This is the fifth part in a series. But it can be read on its own.
Look for people who likes the illegible you of today, not your past achievements (Writing as communion)
Self-help for cocoons ← you are here
I find it useful to think of myself not as an individual but as an individual + a social context. The things I value and pay attention to and do are all influenced by the people, books, blogs, etc, I surround myself with. When I change the composition of that milieu, I change. Often quite abruptly. Things that seemed essential to me when I was in the poetry world (lying awake at night worrying if I had made a mistake using an Aeolic verse form instead of free verse) seemed like a strange dream two weeks after I had left. I have talked about this before: “First we shape our social graph; then it shapes us.”
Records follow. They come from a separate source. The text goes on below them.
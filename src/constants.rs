pub const DEFAULT_API_BASE_URL: &str = "http://127.0.0.1:8000/api/v1";

pub const API_BASE_URL_ENV: &str = "IKUYO_API_BASE_URL";

pub const LOGIN_PATH: &str = "/login";

pub const USER_AGENT: &str = "IKuYo/1.0";

pub mod storage {

    pub const HOME_STATE_KEY: &str = "ikuyo_home_state";

    pub const SEARCH_STATE_KEY: &str = "ikuyo_search_state";

    pub const NAVIGATION_KEY: &str = "ikuyo_navigation_state";
}

pub mod intervals {
    use std::time::Duration;

    pub const LOADING_SHOW_DELAY: Duration = Duration::from_millis(150);

    pub const TOAST_DURATION: Duration = Duration::from_millis(2500);

    pub const PERSIST_DEBOUNCE: Duration = Duration::from_millis(300);

    pub const CALENDAR_CACHE_TTL: Duration = Duration::from_secs(5 * 60);

    pub const REQUEST_TIMEOUT: Duration = Duration::from_secs(10);
}

pub mod limits {

    pub const DEFAULT_EPISODE_LIMIT: u32 = 100;

    pub const DETAIL_EPISODE_LIMIT: u32 = 1000;

    pub const DEFAULT_RESOURCE_LIMIT: u32 = 100;

    pub const SEARCH_PAGE_SIZE: u32 = 12;

    pub const DEFAULT_TASK_PAGE_SIZE: u32 = 10;

    pub const VISIBLE_PAGE_RADIUS: u32 = 2;
}

pub mod messages {

    pub const NETWORK_FAILED: &str = "Network connection failed";

    pub const AUTH_FAILED: &str = "Authentication failed, please log in again";

    pub const NOT_FOUND: &str = "Resource not found";

    pub const SERVER_ERROR: &str = "Internal server error";

    pub const REQUEST_FAILED: &str = "Request failed";

    pub const UNEXPECTED_RESPONSE: &str = "Unexpected response from server";

    pub const DETAIL_LOAD_FAILED: &str = "Failed to load anime details";

    pub const AVAILABILITY_LOAD_FAILED: &str = "Failed to load resource availability";

    pub const RESOURCES_LOAD_FAILED: &str = "Failed to load resources";

    pub const SEARCH_FAILED: &str = "Search failed, please check the network connection";

    pub const CALENDAR_LOAD_FAILED: &str = "Failed to load the airing calendar";
}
But in a way, I feel like I didn’t go far enough in that essay. Talking about a social milieu and how it shapes you, makes it sound like the milieu is something separate from you, something that surrounds you. But it is more like an extension of you. Or perhaps you can say that the self and its milieu is a coupled system. At least that is how it feels to me. My friends and my books are like a cultural cocoon that I spin around myself. I craft a context within which I live, and that context becomes an extension of my mind, which allows me to think, and live, in ways I couldn’t otherwise; it crafts me.
Sometimes the best way to care for myself is to extend care to the cocoon. If the cocoon is healthy and vibrant and thriving, the smaller self that lives inside it is usually ok. Just as there is self-help, there is something like self-help for cocoons.